Hacking – It happens, please don’t be complacent and think it just couldn’t happen to you!

If time has allowed you to keep up with the latest technology news, you will have seen in the media, a statement from the Australian police, that an unnamed International firm based in Brisbane, Queensland, Australia was hacked recently. 

 The result being that valuable client data stolen and with the organisation forced by the perpetrators to pay a ransom in Bitcoins, for their sensitive sourced client data being held outside of their control.  The Company duly paid the perpetrators thousand of dollars in Bitcoins, who then went on to escalate their demands, by threatening a Senior Employees’ child with on-line attacks.

Now why did the Australian police bring this into the public domain?

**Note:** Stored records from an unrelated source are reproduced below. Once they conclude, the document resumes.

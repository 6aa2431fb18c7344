//! Concurrency tests for medseq counter stores and the generator.
//!
//! These tests verify that no sequence is issued twice under concurrent access.
//! Run with: cargo test --test concurrency_tests

use std::collections::HashSet;
use std::sync::Arc;
use std::thread;

use chrono::{TimeZone, Utc};
use futures::future::join_all;
use tempfile::TempDir;

use medseq::contracts::{CounterStore, ScopeKey, ScopeKind};
use medseq::generator::{GeneratorConfig, IdentifierGenerator};
use medseq::storage::{FileCounterStore, MemoryConfigSource, MemoryCounterStore};

/// Hammers one key from `threads` threads and returns every value issued.
fn parallel_increments<S: CounterStore + 'static>(
    store: Arc<S>,
    key: &str,
    threads: usize,
    per_thread: usize,
) -> Vec<u64> {
    let handles: Vec<_> = (0..threads)
        .map(|_| {
            let s = Arc::clone(&store);
            let key = ScopeKey::from_raw(key);
            thread::spawn(move || {
                (0..per_thread)
                    .map(|_| s.increment(&key).expect("increment should succeed"))
                    .collect::<Vec<_>>()
            })
        })
        .collect();

    handles
        .into_iter()
        .flat_map(|h| h.join().unwrap())
        .collect()
}

fn assert_contiguous(mut values: Vec<u64>, expected: usize) {
    values.sort_unstable();
    let len_before = values.len();
    values.dedup();
    assert_eq!(values.len(), len_before, "Found duplicate sequences");
    assert_eq!(values, (1..=expected as u64).collect::<Vec<_>>());
}

// =============================================================================
// Parallel Increment Tests
// =============================================================================

/// N concurrent increments on one key yield exactly 1..=N.
#[test]
fn memory_store_parallel_increments_are_contiguous() {
    let store = Arc::new(MemoryCounterStore::new());
    let values = parallel_increments(Arc::clone(&store), "token:20240301:ER", 10, 100);
    assert_contiguous(values, 1000);
    assert_eq!(
        store.current(&ScopeKey::from_raw("token:20240301:ER")).unwrap(),
        1000
    );
}

#[test]
fn file_store_parallel_increments_are_contiguous() {
    let dir = TempDir::new().unwrap();
    let store = Arc::new(FileCounterStore::open(dir.path().join("counters.json")).unwrap());
    let values = parallel_increments(store, "mr", 8, 25);
    assert_contiguous(values, 200);
}

#[cfg(feature = "rocksdb")]
#[test]
fn rocksdb_store_parallel_increments_are_contiguous() {
    use medseq::storage::RocksDbCounterStore;

    let dir = TempDir::new().unwrap();
    let store = Arc::new(RocksDbCounterStore::open(dir.path()).unwrap());
    let values = parallel_increments(store, "mr", 10, 50);
    assert_contiguous(values, 500);
}

/// Threads working on different scopes never see each other's values.
#[test]
fn parallel_increments_on_different_scopes_are_isolated() {
    let store = Arc::new(MemoryCounterStore::new());
    let scopes = ["token:20240301:ER", "token:20240301:LAB", "token:20240301:OPD"];

    let handles: Vec<_> = scopes
        .iter()
        .map(|scope| {
            let s = Arc::clone(&store);
            let key = ScopeKey::from_raw(*scope);
            thread::spawn(move || {
                (0..200)
                    .map(|_| s.increment(&key).unwrap())
                    .collect::<Vec<_>>()
            })
        })
        .collect();

    for handle in handles {
        // Each thread is the sole writer of its scope, so it sees 1..=200 in order
        let values = handle.join().unwrap();
        assert_eq!(values, (1..=200).collect::<Vec<_>>());
    }
}

// =============================================================================
// Generator Tests
// =============================================================================

/// Concurrent `next` calls on a multi-threaded runtime issue distinct identifiers.
#[tokio::test(flavor = "multi_thread", worker_threads = 4)]
async fn concurrent_next_calls_issue_distinct_identifiers() {
    let generator = Arc::new(
        IdentifierGenerator::new(
            Arc::new(MemoryCounterStore::new()),
            Arc::new(MemoryConfigSource::new()),
            GeneratorConfig::default(),
        )
        .unwrap(),
    );
    let now = Utc.with_ymd_and_hms(2024, 3, 1, 10, 0, 0).unwrap();

    let calls = (0..200).map(|_| {
        let generator = Arc::clone(&generator);
        tokio::spawn(async move {
            generator
                .next_at("token", ScopeKind::Department, Some("ER"), now)
                .await
                .unwrap()
        })
    });

    let issued: Vec<_> = join_all(calls)
        .await
        .into_iter()
        .map(|r| r.unwrap())
        .collect();

    let formatted: HashSet<_> = issued.iter().map(|id| id.formatted.clone()).collect();
    assert_eq!(formatted.len(), 200, "Found duplicate identifiers");
    assert_contiguous(issued.iter().map(|id| id.sequence).collect(), 200);
    assert!(formatted.contains("TKN-2024-0200"));
}

/// Departments issued concurrently keep independent sequences.
#[tokio::test(flavor = "multi_thread", worker_threads = 4)]
async fn concurrent_departments_count_independently() {
    let generator = Arc::new(
        IdentifierGenerator::new(
            Arc::new(MemoryCounterStore::new()),
            Arc::new(MemoryConfigSource::new()),
            GeneratorConfig::default(),
        )
        .unwrap(),
    );
    let now = Utc.with_ymd_and_hms(2024, 3, 1, 10, 0, 0).unwrap();

    let calls = (0..100).map(|i| {
        let generator = Arc::clone(&generator);
        let dept = if i % 2 == 0 { "ER" } else { "LAB" };
        tokio::spawn(async move {
            generator
                .next_at("token", ScopeKind::Department, Some(dept), now)
                .await
                .unwrap()
        })
    });

    let issued: Vec<_> = join_all(calls)
        .await
        .into_iter()
        .map(|r| r.unwrap())
        .collect();

    for dept in ["ER", "LAB"] {
        let scope = format!("token:20240301:{}", dept);
        let values = issued
            .iter()
            .filter(|id| id.scope.as_str() == scope)
            .map(|id| id.sequence)
            .collect();
        assert_contiguous(values, 50);
    }
}
use std::sync::{MutexGuard, PoisonError};
use std::time::Duration;

use thiserror::Error;

use crate::contracts::identifier::ReservedSequence;

/// Extension trait for converting lock errors to StorageError.
pub trait LockResultExt<T> {
    /// Converts a lock error to a StorageError.
    fn map_lock_err(self) -> Result<T, StorageError>;
}

impl<'a, T> LockResultExt<MutexGuard<'a, T>>
    for Result<MutexGuard<'a, T>, PoisonError<MutexGuard<'a, T>>>
{
    #[inline]
    fn map_lock_err(self) -> Result<MutexGuard<'a, T>, StorageError> {
        self.map_err(|e| StorageError::LockPoisoned(e.to_string()))
    }
}

/// Failures of a counter store. None of them leave a partially committed value.
#[derive(Error, Debug, Clone, PartialEq, Eq)]
pub enum StorageError {
    #[error("RocksDB error: {0}")]
    RocksDb(String),

    #[error("IO error: {0}")]
    Io(String),

    #[error("Serialization error: {0}")]
    Serialization(String),

    #[error("Lock poisoned: {0}")]
    LockPoisoned(String),

    #[error("Counter store did not respond within {0:?}")]
    Timeout(Duration),

    #[error("Counter overflow for scope {0}")]
    Overflow(String),
}

impl From<std::io::Error> for StorageError {
    fn from(e: std::io::Error) -> Self {
        StorageError::Io(e.to_string())
    }
}

/// Failures of a format configuration source.
#[derive(Error, Debug, Clone, PartialEq, Eq)]
pub enum ConfigError {
    /// Rejected at write time: separator not one character, or digit count
    /// outside `1..=MAX_DIGIT_COUNT`. The upper bound of 20 is this crate's
    /// own limit on top of the `>= 1` rule.
    #[error("Invalid format configuration: {0}")]
    Invalid(String),

    #[error("Format configuration unavailable: {0}")]
    Unavailable(String),
}

/// A request that cannot be mapped to a scope.
#[derive(Error, Debug, Clone, PartialEq, Eq)]
pub enum ScopeError {
    #[error("Department scope requires a department code")]
    MissingDepartment,

    #[error("Department code is only accepted for department scope, got {0:?}")]
    UnexpectedDepartment(String),

    #[error("Invalid department code {0:?}: expected 1-32 characters of [A-Za-z0-9_-]")]
    InvalidDepartment(String),

    #[error("Invalid namespace {0:?}: expected 1-32 characters of [a-z0-9_-]")]
    InvalidNamespace(String),

    #[error("Malformed scope key {0:?}")]
    InvalidScopeKey(String),

    #[error("Scope {scope} does not belong to family {family}")]
    ForeignScope { scope: String, family: String },

    #[error("Year {year} does not match the date of scope {scope}")]
    YearMismatch { scope: String, year: i32 },

    /// The sequence was never committed in the scope.
    #[error("Sequence {sequence} was not reserved in scope {scope}")]
    NotReserved { scope: String, sequence: u64 },
}

/// Errors returned by the identifier generator.
///
/// Only `ConfigUnavailable` means a counter value was consumed; every other
/// variant means no identifier was issued.
#[derive(Error, Debug)]
pub enum GenerateError {
    #[error("Storage unavailable: {0}")]
    StorageUnavailable(#[source] StorageError),

    /// The counter was already incremented. The reservation can be rendered
    /// later with `IdentifierGenerator::render`; calling `next` again would
    /// consume another value.
    #[error(
        "Format configuration unavailable after reserving {} #{}: {reason}",
        .reserved.scope,
        .reserved.sequence
    )]
    ConfigUnavailable {
        reserved: ReservedSequence,
        reason: String,
    },

    /// A format config write was refused, including digit counts above
    /// `MAX_DIGIT_COUNT` (20).
    #[error("Invalid format configuration: {0}")]
    InvalidConfig(String),

    /// Reading or writing settings failed outside of a generation call.
    #[error("Format configuration source unavailable: {0}")]
    ConfigSourceUnavailable(String),

    #[error("Invalid request: {0}")]
    InvalidRequest(#[from] ScopeError),

    #[error("Unknown identifier family: {0}")]
    UnknownFamily(String),
}

impl From<StorageError> for GenerateError {
    fn from(e: StorageError) -> Self {
        GenerateError::StorageUnavailable(e)
    }
}

impl From<ConfigError> for GenerateError {
    fn from(e: ConfigError) -> Self {
        match e {
            ConfigError::Invalid(msg) => GenerateError::InvalidConfig(msg),
            ConfigError::Unavailable(msg) => GenerateError::ConfigSourceUnavailable(msg),
        }
    }
}
use std::collections::hash_map::DefaultHasher;
use std::hash::{Hash, Hasher};
use std::path::Path;
use std::sync::Mutex;

use rocksdb::{Direction, IteratorMode, Options, WriteOptions, DB};

use crate::contracts::{CounterRecord, CounterStore, LockResultExt, ScopeKey, StorageError};

/// Key prefix for counter values
const COUNTER_PREFIX: &str = "ctr";

/// Number of increment locks. Scopes hash onto a fixed set, so the lock
/// table stays the same size however many scopes accumulate.
const LOCK_STRIPES: usize = 64;

/// RocksDB-backed counter store.
///
/// Increments take the scope's striped lock, read the committed value, and
/// write the new one with a synced WAL before returning. Scopes on different
/// stripes never contend.
pub struct RocksDbCounterStore {
    db: DB,
    locks: Vec<Mutex<()>>,
}

impl RocksDbCounterStore {
    /// Opens or creates a RocksDB counter store at the given path.
    pub fn open(path: impl AsRef<Path>) -> Result<Self, StorageError> {
        let path = path.as_ref();
        let mut opts = Options::default();
        opts.create_if_missing(true);

        // Counters are tiny; keep the footprint small
        opts.set_write_buffer_size(4 * 1024 * 1024);
        opts.set_max_write_buffer_number(2);
        opts.set_wal_dir(path.join("wal"));

        let db = DB::open(&opts, path).map_err(|e| StorageError::RocksDb(e.to_string()))?;
        tracing::debug!(path = %path.display(), "Opened RocksDB counter store");

        Ok(Self {
            db,
            locks: (0..LOCK_STRIPES).map(|_| Mutex::new(())).collect(),
        })
    }

    /// Creates a counter key. Format: ctr:{scope}
    fn counter_key(scope: &ScopeKey) -> String {
        format!("{}:{}", COUNTER_PREFIX, scope)
    }

    /// Write options with a synced WAL: the value is durable once `put` returns.
    fn write_options() -> WriteOptions {
        let mut opts = WriteOptions::default();
        opts.set_sync(true);
        opts
    }

    /// Parses a u64 from big-endian bytes.
    #[inline]
    fn parse_u64_be(bytes: &[u8]) -> Result<u64, StorageError> {
        bytes
            .try_into()
            .map(u64::from_be_bytes)
            .map_err(|_| StorageError::Serialization("Invalid u64 bytes".into()))
    }

    fn get_u64(&self, key: &str) -> Result<Option<u64>, StorageError> {
        match self.db.get(key.as_bytes()) {
            Ok(Some(bytes)) => Ok(Some(Self::parse_u64_be(&bytes)?)),
            Ok(None) => Ok(None),
            Err(e) => Err(StorageError::RocksDb(e.to_string())),
        }
    }

    fn scope_lock(&self, scope: &ScopeKey) -> &Mutex<()> {
        let mut hasher = DefaultHasher::new();
        scope.hash(&mut hasher);
        &self.locks[hasher.finish() as usize % self.locks.len()]
    }
}

impl CounterStore for RocksDbCounterStore {
    fn increment(&self, key: &ScopeKey) -> Result<u64, StorageError> {
        let _guard = self.scope_lock(key).lock().map_lock_err()?;

        let db_key = Self::counter_key(key);
        let next = self
            .get_u64(&db_key)?
            .unwrap_or(0)
            .checked_add(1)
            .ok_or_else(|| StorageError::Overflow(key.to_string()))?;

        self.db
            .put_opt(db_key.as_bytes(), next.to_be_bytes(), &Self::write_options())
            .map_err(|e| StorageError::RocksDb(e.to_string()))?;

        Ok(next)
    }

    fn current(&self, key: &ScopeKey) -> Result<u64, StorageError> {
        Ok(self.get_u64(&Self::counter_key(key))?.unwrap_or(0))
    }

    fn records(&self) -> Result<Vec<CounterRecord>, StorageError> {
        let prefix = format!("{}:", COUNTER_PREFIX);
        let iter = self
            .db
            .iterator(IteratorMode::From(prefix.as_bytes(), Direction::Forward));

        let mut records = Vec::new();
        for item in iter {
            let (key, value) = item.map_err(|e| StorageError::RocksDb(e.to_string()))?;
            let key = String::from_utf8_lossy(&key);
            let Some(scope) = key.strip_prefix(&prefix) else {
                break;
            };
            records.push(CounterRecord {
                scope: ScopeKey::from_raw(scope),
                value: Self::parse_u64_be(&value)?,
            });
        }
        Ok(records)
    }

    fn ping(&self) -> Result<(), StorageError> {
        self.db
            .property_value("rocksdb.estimate-num-keys")
            .map(|_| ())
            .map_err(|e| StorageError::RocksDb(e.to_string()))
    }
}

#[cfg(test)]
mod tests {
    use super::*;
    use tempfile::TempDir;

    fn create_test_store() -> (RocksDbCounterStore, TempDir) {
        let dir = TempDir::new().unwrap();
        let store = RocksDbCounterStore::open(dir.path()).unwrap();
        (store, dir)
    }

    fn key(raw: &str) -> ScopeKey {
        ScopeKey::from_raw(raw)
    }

    #[test]
    fn increment_returns_consecutive_values() {
        let (store, _dir) = create_test_store();
        for expected in 1..=50 {
            assert_eq!(store.increment(&key("mr")).unwrap(), expected);
        }
        assert_eq!(store.current(&key("mr")).unwrap(), 50);
    }

    #[test]
    fn absent_scope_reads_zero() {
        let (store, _dir) = create_test_store();
        assert_eq!(store.current(&key("token:20240101")).unwrap(), 0);
        assert!(store.records().unwrap().is_empty());
    }

    #[test]
    fn records_lists_counters_in_key_order() {
        let (store, _dir) = create_test_store();
        store.increment(&key("token:20240101:LAB")).unwrap();
        store.increment(&key("token:20240101:ER")).unwrap();
        store.increment(&key("token:20240101:ER")).unwrap();
        store.increment(&key("mr")).unwrap();

        let records = store.records().unwrap();
        assert_eq!(
            records,
            vec![
                CounterRecord {
                    scope: key("mr"),
                    value: 1
                },
                CounterRecord {
                    scope: key("token:20240101:ER"),
                    value: 2
                },
                CounterRecord {
                    scope: key("token:20240101:LAB"),
                    value: 1
                },
            ]
        );
    }

    #[test]
    fn values_survive_reopen() {
        let dir = TempDir::new().unwrap();
        {
            let store = RocksDbCounterStore::open(dir.path()).unwrap();
            for _ in 0..25 {
                store.increment(&key("mr")).unwrap();
            }
        }
        let store = RocksDbCounterStore::open(dir.path()).unwrap();
        assert_eq!(store.increment(&key("mr")).unwrap(), 26);
    }

    #[test]
    fn corrupt_value_is_a_serialization_error() {
        let (store, _dir) = create_test_store();
        store.db.put(b"ctr:mr", b"abc").unwrap();
        assert!(matches!(
            store.increment(&key("mr")),
            Err(StorageError::Serialization(_))
        ));
    }

    #[test]
    fn overflow_is_rejected_without_writing() {
        let (store, _dir) = create_test_store();
        store.db.put(b"ctr:mr", u64::MAX.to_be_bytes()).unwrap();
        assert!(matches!(
            store.increment(&key("mr")),
            Err(StorageError::Overflow(_))
        ));
        assert_eq!(store.current(&key("mr")).unwrap(), u64::MAX);
    }

    #[test]
    fn lock_table_does_not_grow_with_scopes() {
        let (store, _dir) = create_test_store();
        for day in 1..=28 {
            for dept in ["ER", "LAB", "OPD", "RAD"] {
                store
                    .increment(&key(&format!("token:202402{:02}:{}", day, dept)))
                    .unwrap();
            }
        }
        assert_eq!(store.locks.len(), LOCK_STRIPES);
        assert_eq!(store.records().unwrap().len(), 28 * 4);
        // A scope always lands on the same stripe
        let scope = key("token:20240201:ER");
        assert!(std::ptr::eq(store.scope_lock(&scope), store.scope_lock(&scope)));
    }

    #[test]
    fn ping_succeeds_on_open_store() {
        let (store, _dir) = create_test_store();
        store.ping().unwrap();
    }
}
pub mod api;
pub mod contracts;
pub mod format;
pub mod generator;
pub mod metrics;
pub mod scope;
pub mod storage;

Simply, to make people aware of the potential of such an attack and to ensure that individuals and organisations are vigilant as to their own technological security systems and  to ensure that anyone else who had faced or may face a future malicious attack contacted them from the outset.

The case prompted acting Assistant Commissioner, Brian Hay to warn that businesses should never give in to extortion demands, but also be wary of posting personal information on social media that could be exploited as leverage by cyber criminals.

Now, I am completely respectful of all hackers’ ability to concertedly “attack” a technological system, gain access and move around with ease.  We read about such occurrences frequently in the paper with much emphasise being placed by the authorities of the penalty which is then passed down on to such perpetrators.

Although truthfully, I remain deeply concerned, that some organisations do not fully appreciate the sensitivity of such data and therefore, the direct monetary value of the client data that they hold on their systems.  Particularly, when those very firms may be instructed by a client, who has only divulged such personal data because they TRUST those firms.  And as such there is quite rightly an assumption that those firms have taken every security precaution across their network to protect such data and to ensure that it does not enter the public domain at any point.

Some such data sensitive organisations, do full monetary background checks, comprehensive police checks, social media checks and ask employees to enter into Confidentiality Agreements to protect their client data from the potentially in-house element.

But technological security complacently can allow a pin prick opening to appear within their technological systems and that is, potentially, sufficient to allow an unauthorised visitor to work on that minute indentation.   After a little focussed work by the hacker/s, they create a hidden entry and exit point to the technological system.  And truthfully, that is all that it takes, not a large gaping hole but merely a pin prick indentation from which access can be gained.

I also believe that some organisations can be a little complacent about their introduced security systems and not fully appreciate the necessity to be vigilant, on a day to day basis, to ensure the continued strength of those systems against attack.

 The requirement for any technological security is to be tightly maintained, with the requirement for regular “stress testing”, to manage and actively display, the resilience of their security systems against potential attack which should be  an on-going protocol.

Technological security costs money, it is not an initial spend with the thought that is “job done”.  Technological should remain a managed spend, keeping abreast of the latest security provisions that are coming on to the market.

If you think it is “job done” for your personal or Company security, then potentially expect a visitor, some may just access for fun to highlight the failures in an organisation’s so called, “security”, some may enter to expose what they consider to be data that should be brought into the public domain and some, may enter for totally malicious and/or monetary reasons in order to directly benefit from such an obvious security failure.

Am I sympathetic? Well very truthfully, no, everyone, whether individual or organisation has a responsibility to ensure the safety and security of their security technology and related sensitive data.

Lack of understanding and appreciation results in apathy, and any degree of apathy is what a hacker/s will naturally be drawn to.  Be warned and be vigilant, please do not let an indentation develop into a hidden access and exit point into your technology and related data.

So, why did the Australian International firm which to remain anonymous?  Well, that would clearly have been a well-thought out business decision.  This organisation clearly could not afford for their clients to be aware that their data was out of the firm’s control. The impact, that is likely to have on their business, by either client withdrawal or by being sued by those clients for failure in protecting their sensitive data.

As an International organisation, that would naturally highlight the security failings of the Brisbane office and which potentially are likely to have been mirrored across the network at their other offices based around the World but who knows, perhaps someone in Brisbane just left the backdoor ajar!

So please be vigilant, make a daily investment in giving your thoughts over to technological data security as an issue for you personally, or your organisation.

 Regularly stress test your security system and make a consistent managed time and financial investment to ensure that your technological data security remains as Fort Knox’ secure as technological advances allows.

And just a little reminder, which I hope you do not really need, which is of course, never, never, ever connect your second bitcoin computer which holds your bitcoin wallet to the internet.  For that machine should never enjoy the fantastic view of the WWW for obvious bitcoin wallet safety reasons.